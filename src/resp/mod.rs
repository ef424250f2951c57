use crate::data::store::StoreError;
use crate::error::ValidationError;
use crate::gate::Denial;
use crate::week::InvalidWeek;

pub mod jwt;
pub mod page;
pub mod problem;

use problem::Problem;

/// Anything a guarded handler can fail with.
#[derive(Debug, Responder)]
pub enum Rejection {
    Denied(Denial),
    Problem(Problem),
}

impl From<Denial> for Rejection {
    fn from(value: Denial) -> Self {
        Rejection::Denied(value)
    }
}

impl From<Problem> for Rejection {
    fn from(value: Problem) -> Self {
        Rejection::Problem(value)
    }
}

impl From<StoreError> for Rejection {
    fn from(value: StoreError) -> Self {
        Rejection::Problem(value.into())
    }
}

impl From<InvalidWeek> for Rejection {
    fn from(value: InvalidWeek) -> Self {
        Rejection::Problem(value.into())
    }
}

impl From<ValidationError> for Rejection {
    fn from(value: ValidationError) -> Self {
        Rejection::Problem(value.into())
    }
}

impl From<jsonwebtoken::errors::Error> for Rejection {
    fn from(value: jsonwebtoken::errors::Error) -> Self {
        Rejection::Problem(value.into())
    }
}
#[cfg(test)]
mod api_endpoints {
    use rocket::http::{ContentType, Status};
    use serde_json::{json, Value};

    use rocket::http::Cookie;
    use rocket::local::asynchronous::Client;

    use crate::testing::{app_client, client, login};

    async fn activate(client: &Client, session: &Cookie<'static>, value: &str) -> Status {
        client
            .post("/api/v1/workload/lectures/2")
            .header(app_client())
            .header(ContentType::JSON)
            .cookie(session.clone())
            .body(format!(r#"{{"isActive":"{}"}}"#, value))
            .dispatch()
            .await
            .status()
    }

    #[rocket::async_test]
    async fn requests_without_client_marker_are_forbidden() {
        let client = client().await;
        let session = login(&client, "student1", true).await;

        let response = client
            .get("/api/v1/workload/lectures")
            .cookie(session)
            .dispatch()
            .await;
        assert_eq!(response.status(), Status::Forbidden);
    }

    #[rocket::async_test]
    async fn requests_without_session_are_unauthorized() {
        let client = client().await;

        let response = client
            .get("/api/v1/workload/entries")
            .header(app_client())
            .dispatch()
            .await;
        assert_eq!(response.status(), Status::Unauthorized);
    }

    #[rocket::async_test]
    async fn pending_privacy_agreement_redirects() {
        let client = client().await;
        let session = login(&client, "student1", false).await;

        let response = client
            .get("/api/v1/workload/entries")
            .header(app_client())
            .cookie(session)
            .dispatch()
            .await;
        assert_eq!(response.status(), Status::SeeOther);
        let location = response.headers().get_one("Location").unwrap();
        assert!(location.starts_with("/app/workload/privacyAgreement?notification="));
    }

    #[rocket::async_test]
    async fn submitted_hours_are_listed() {
        let client = client().await;
        let session = login(&client, "student1", true).await;

        for hours in [1.0, 2.5] {
            let response = client
                .post("/api/v1/workload/entries/2024/3/lecture/1")
                .header(app_client())
                .header(ContentType::JSON)
                .cookie(session.clone())
                .body(
                    json!({
                        "hoursInLecture": hours,
                        "hoursForHomework": 1.0,
                        "hoursStudying": 0.0
                    })
                    .to_string(),
                )
                .dispatch()
                .await;
            assert_eq!(response.status(), Status::NoContent);
        }

        let response = client
            .get("/api/v1/workload/entries/2024/3")
            .header(app_client())
            .cookie(session.clone())
            .dispatch()
            .await;
        assert_eq!(response.status(), Status::Ok);
        let entries: Value = response.into_json().await.unwrap();
        assert_eq!(entries.as_array().unwrap().len(), 1);
        assert_eq!(entries[0]["hoursInLecture"], json!(2.5));
        assert_eq!(entries[0]["week"]["monday"], json!("2024-01-15"));
        assert_eq!(entries[0]["lecture"], json!(1));

        let response = client
            .get("/api/v1/workload/entries/lecture/2")
            .header(app_client())
            .cookie(session)
            .dispatch()
            .await;
        let entries: Value = response.into_json().await.unwrap();
        assert!(entries.as_array().unwrap().is_empty());
    }

    #[rocket::async_test]
    async fn form_encoded_bodies_are_accepted() {
        let client = client().await;
        let session = login(&client, "student1", true).await;

        let response = client
            .post("/api/v1/workload/entries/2024/3/lecture/1")
            .header(app_client())
            .header(ContentType::Form)
            .cookie(session.clone())
            .body("hoursInLecture=1&hoursForHomework=2&hoursStudying=3")
            .dispatch()
            .await;
        assert_eq!(response.status(), Status::NoContent);

        let entries: Value = client
            .get("/api/v1/workload/entries/2024/3/lecture/1")
            .header(app_client())
            .cookie(session.clone())
            .dispatch()
            .await
            .into_json()
            .await
            .unwrap();
        assert_eq!(entries[0]["hoursForHomework"], json!(2.0));
        assert_eq!(entries[0]["hoursStudying"], json!(3.0));

        let response = client
            .post("/api/v1/workload/entries/2024/3/lecture/1")
            .header(app_client())
            .header(ContentType::Form)
            .cookie(session.clone())
            .body("hoursInLecture=-1&hoursForHomework=0&hoursStudying=0")
            .dispatch()
            .await;
        assert_eq!(response.status(), Status::BadRequest);

        for (body, expected) in [
            ("isActive=true", Status::NoContent),
            ("isActive=maybe", Status::BadRequest),
        ] {
            let response = client
                .post("/api/v1/workload/lectures/1")
                .header(app_client())
                .header(ContentType::Form)
                .cookie(session.clone())
                .body(body)
                .dispatch()
                .await;
            assert_eq!(response.status(), expected, "{}", body);
        }

        let lectures: Value = client
            .get("/api/v1/workload/lectures")
            .header(app_client())
            .cookie(session)
            .dispatch()
            .await
            .into_json()
            .await
            .unwrap();
        assert_eq!(lectures[0]["isActive"], json!(true));
    }

    #[rocket::async_test]
    async fn invalid_weeks_and_hours_are_bad_requests() {
        let client = client().await;
        let session = login(&client, "student1", true).await;
        let body = json!({
            "hoursInLecture": 1.0,
            "hoursForHomework": 0.0,
            "hoursStudying": 0.0
        })
        .to_string();

        for uri in [
            "/api/v1/workload/entries/2021/53/lecture/1",
            "/api/v1/workload/entries/2021/0/lecture/1",
            "/api/v1/workload/entries/2021/-4/lecture/1",
        ] {
            let response = client
                .post(uri)
                .header(app_client())
                .header(ContentType::JSON)
                .cookie(session.clone())
                .body(&body)
                .dispatch()
                .await;
            assert_eq!(response.status(), Status::BadRequest, "{}", uri);
        }

        let response = client
            .post("/api/v1/workload/entries/2024/3/lecture/1")
            .header(app_client())
            .header(ContentType::JSON)
            .cookie(session)
            .body(r#"{"hoursInLecture":-1,"hoursForHomework":0,"hoursStudying":0}"#)
            .dispatch()
            .await;
        assert_eq!(response.status(), Status::BadRequest);
    }

    #[rocket::async_test]
    async fn unknown_lecture_is_not_found() {
        let client = client().await;
        let session = login(&client, "student1", true).await;

        let response = client
            .post("/api/v1/workload/lectures/99")
            .header(app_client())
            .header(ContentType::JSON)
            .cookie(session)
            .body(r#"{"isActive":"true"}"#)
            .dispatch()
            .await;
        assert_eq!(response.status(), Status::NotFound);
    }

    #[rocket::async_test]
    async fn lecture_activation_toggles_subscription() {
        let client = client().await;
        let session = login(&client, "student1", true).await;

        assert_eq!(activate(&client, &session, "true").await, Status::NoContent);
        assert_eq!(activate(&client, &session, "true").await, Status::NoContent);
        assert_eq!(activate(&client, &session, "yes").await, Status::BadRequest);

        let lectures: Value = client
            .get("/api/v1/workload/lectures")
            .header(app_client())
            .cookie(session.clone())
            .dispatch()
            .await
            .into_json()
            .await
            .unwrap();
        let active: Vec<&Value> = lectures
            .as_array()
            .unwrap()
            .iter()
            .filter(|l| l["isActive"] == json!(true))
            .collect();
        assert_eq!(active.len(), 1);
        assert_eq!(active[0]["id"], json!(2));

        assert_eq!(activate(&client, &session, "false").await, Status::NoContent);
    }
}
pub mod no_cache;
pub mod notification;
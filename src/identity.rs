//! Parsing of identity assertions delivered by the federated-identity
//! service provider.
//!
//! The service provider authenticates the request before it reaches us and
//! forwards the remote user identifier and the released attributes as request
//! headers. Nothing here talks to the identity provider.

use std::collections::HashMap;

use regex::Regex;

use crate::data::student::StudentId;

lazy_static! {
    /// `terms-of-study` values look like `<course of study> $ <semester>`,
    /// e.g. `B.Sc. Physik $ 4`.
    static ref SEMESTER_OF_STUDY: Regex = Regex::new(r"\$ (\d+)").unwrap();
}

pub const TERMS_OF_STUDY: &str = "terms-of-study";

/// A verified identity: the remote user identifier plus released attributes.
#[derive(Debug, Clone, Eq, PartialEq)]
pub struct IdentityAssertion {
    pub remote_user: String,
    pub attributes: HashMap<String, String>,
}

impl IdentityAssertion {
    pub fn attribute(&self, name: &str) -> Option<&str> {
        self.attributes.get(name).map(String::as_str)
    }

    /// Semester of study released with the assertion; 0 when unknown.
    pub fn semester_of_study(&self) -> u32 {
        parse_semester_of_study(self.attribute(TERMS_OF_STUDY))
    }
}

/// Extracts the semester of study from a `terms-of-study` attribute.
///
/// Grammar: the first occurrence of `$`, a single space and one or more
/// digits. Missing attributes, missing markers and numbers that don't fit
/// into a `u32` all yield 0.
pub fn parse_semester_of_study(terms_of_study: Option<&str>) -> u32 {
    terms_of_study
        .and_then(|it| SEMESTER_OF_STUDY.captures(it))
        .and_then(|c| c.get(1))
        .and_then(|m| m.as_str().parse().ok())
        .unwrap_or(0)
}

/// Turns remote user identifiers into local student ids.
#[derive(Debug, Clone)]
pub struct IdentifierCleaner {
    pattern: Option<Regex>,
}

impl IdentifierCleaner {
    /// With a provider `marker`, the relevant part of an identifier is
    /// everything after the marker up to the last `=`. Without one the whole
    /// identifier is used.
    pub fn new(marker: Option<&str>) -> IdentifierCleaner {
        let pattern = marker.map(|m| {
            Regex::new(&format!("{}(.*)=", regex::escape(m)))
                .expect("escaped marker must form a valid expression")
        });

        IdentifierCleaner { pattern }
    }

    /// Returns `None` if the identifier doesn't carry the marker or has no
    /// alphanumeric characters left after cleaning.
    pub fn clean(&self, remote_user: &str) -> Option<StudentId> {
        let relevant = match &self.pattern {
            Some(pattern) => pattern
                .captures_iter(remote_user)
                .last()
                .and_then(|c| c.get(1))?
                .as_str(),
            None => remote_user,
        };

        let cleaned: String = relevant.chars().filter(|c| c.is_alphanumeric()).collect();
        if cleaned.is_empty() {
            return None;
        }

        Some(StudentId::from(cleaned))
    }
}

#[cfg(test)]
mod tests {
    use super::*;

    #[test]
    fn semester_follows_dollar_sign() {
        assert_eq!(parse_semester_of_study(Some("B.Sc. $ 4")), 4);
        assert_eq!(parse_semester_of_study(Some("M.Sc. Physik $ 12")), 12);
        assert_eq!(parse_semester_of_study(Some("a $ 3;b $ 5")), 3);
    }

    #[test]
    fn semester_defaults_to_zero() {
        assert_eq!(parse_semester_of_study(None), 0);
        assert_eq!(parse_semester_of_study(Some("")), 0);
        assert_eq!(parse_semester_of_study(Some("B.Sc.")), 0);
        assert_eq!(parse_semester_of_study(Some("B.Sc. $ x")), 0);
        assert_eq!(parse_semester_of_study(Some("B.Sc. $ 99999999999")), 0);
    }

    #[test]
    fn assertion_reads_terms_of_study() {
        let mut assertion = IdentityAssertion {
            remote_user: "someone".to_string(),
            attributes: HashMap::new(),
        };
        assert_eq!(assertion.semester_of_study(), 0);

        assertion
            .attributes
            .insert(TERMS_OF_STUDY.to_string(), "B.Sc. $ 4".to_string());
        assert_eq!(assertion.semester_of_study(), 4);
    }

    #[test]
    fn cleaner_extracts_marked_part() {
        let cleaner = IdentifierCleaner::new(Some("de/shibboleth!"));
        let id = cleaner
            .clean("https://idp.uni-example.de/shibboleth!https://sp.example.org!Ab+c/1=")
            .expect("identifier has marker");
        assert_eq!(id.as_str(), "httpsspexampleorgAbc1");
    }

    #[test]
    fn cleaner_rejects_unmarked_or_empty() {
        let cleaner = IdentifierCleaner::new(Some("de/shibboleth!"));
        assert_eq!(cleaner.clean("student42"), None);
        assert_eq!(cleaner.clean("x.de/shibboleth!+/="), None);
    }

    #[test]
    fn cleaner_without_marker_keeps_alphanumerics() {
        let cleaner = IdentifierCleaner::new(None);
        assert_eq!(
            cleaner.clean("jane.doe@uni").map(|it| it.to_string()),
            Some("janedoeuni".to_string())
        );
    }
}
use std::convert::Infallible;

use rocket::request::{FromRequest, Outcome, Request};

/// One-shot message passed along in the `notification` query parameter,
/// usually by the redirect that led to the current page.
///
/// Only the query string is read. Form posts answer with a redirect or an
/// empty status, never with a page, so a `notification` field in a request
/// body would have nowhere to show up and is left to the data guard.
#[derive(Debug, Clone, Default, Eq, PartialEq)]
pub struct Notification(pub Option<String>);

#[rocket::async_trait]
impl<'r> FromRequest<'r> for Notification {
    type Error = Infallible;

    async fn from_request(request: &'r Request<'_>) -> Outcome<Self, Self::Error> {
        let message: Option<String> = request
            .query_value::<String>("notification")
            .and_then(|it| it.ok())
            .filter(|it| !it.is_empty());

        Outcome::Success(Notification(message))
    }
}

#[cfg(test)]
mod tests {
    use rocket::http::{ContentType, Status};
    use rocket::local::asynchronous::Client;

    use super::Notification;

    #[get("/")]
    fn shown(notification: Notification) -> String {
        format!("{:?}", notification.0)
    }

    #[post("/", data = "<body>")]
    fn posted(notification: Notification, body: String) -> String {
        format!("{}|{}", notification.0.unwrap_or_default(), body)
    }

    async fn client() -> Client {
        Client::untracked(rocket::build().mount("/", routes![shown, posted]))
            .await
            .expect("invalid rocket")
    }

    #[rocket::async_test]
    async fn read_from_query_and_empty_is_none() {
        let client = client().await;

        let response = client.get("/?notification=Saved%21").dispatch().await;
        assert_eq!(response.status(), Status::Ok);
        assert_eq!(response.into_string().await.unwrap(), r#"Some("Saved!")"#);

        let response = client.get("/?notification=").dispatch().await;
        assert_eq!(response.into_string().await.unwrap(), "None");

        let response = client.get("/").dispatch().await;
        assert_eq!(response.into_string().await.unwrap(), "None");
    }

    #[rocket::async_test]
    async fn body_stays_with_data_guard() {
        let client = client().await;

        let response = client
            .post("/?notification=fromQuery")
            .header(ContentType::Form)
            .body("notification=fromBody")
            .dispatch()
            .await;
        assert_eq!(
            response.into_string().await.unwrap(),
            "fromQuery|notification=fromBody"
        );
    }
}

= PROBLEM DETAILS =
The answer is a single number, the count of lines in the records that contain the string "Saved".

= RESULT OF THE TASK =
2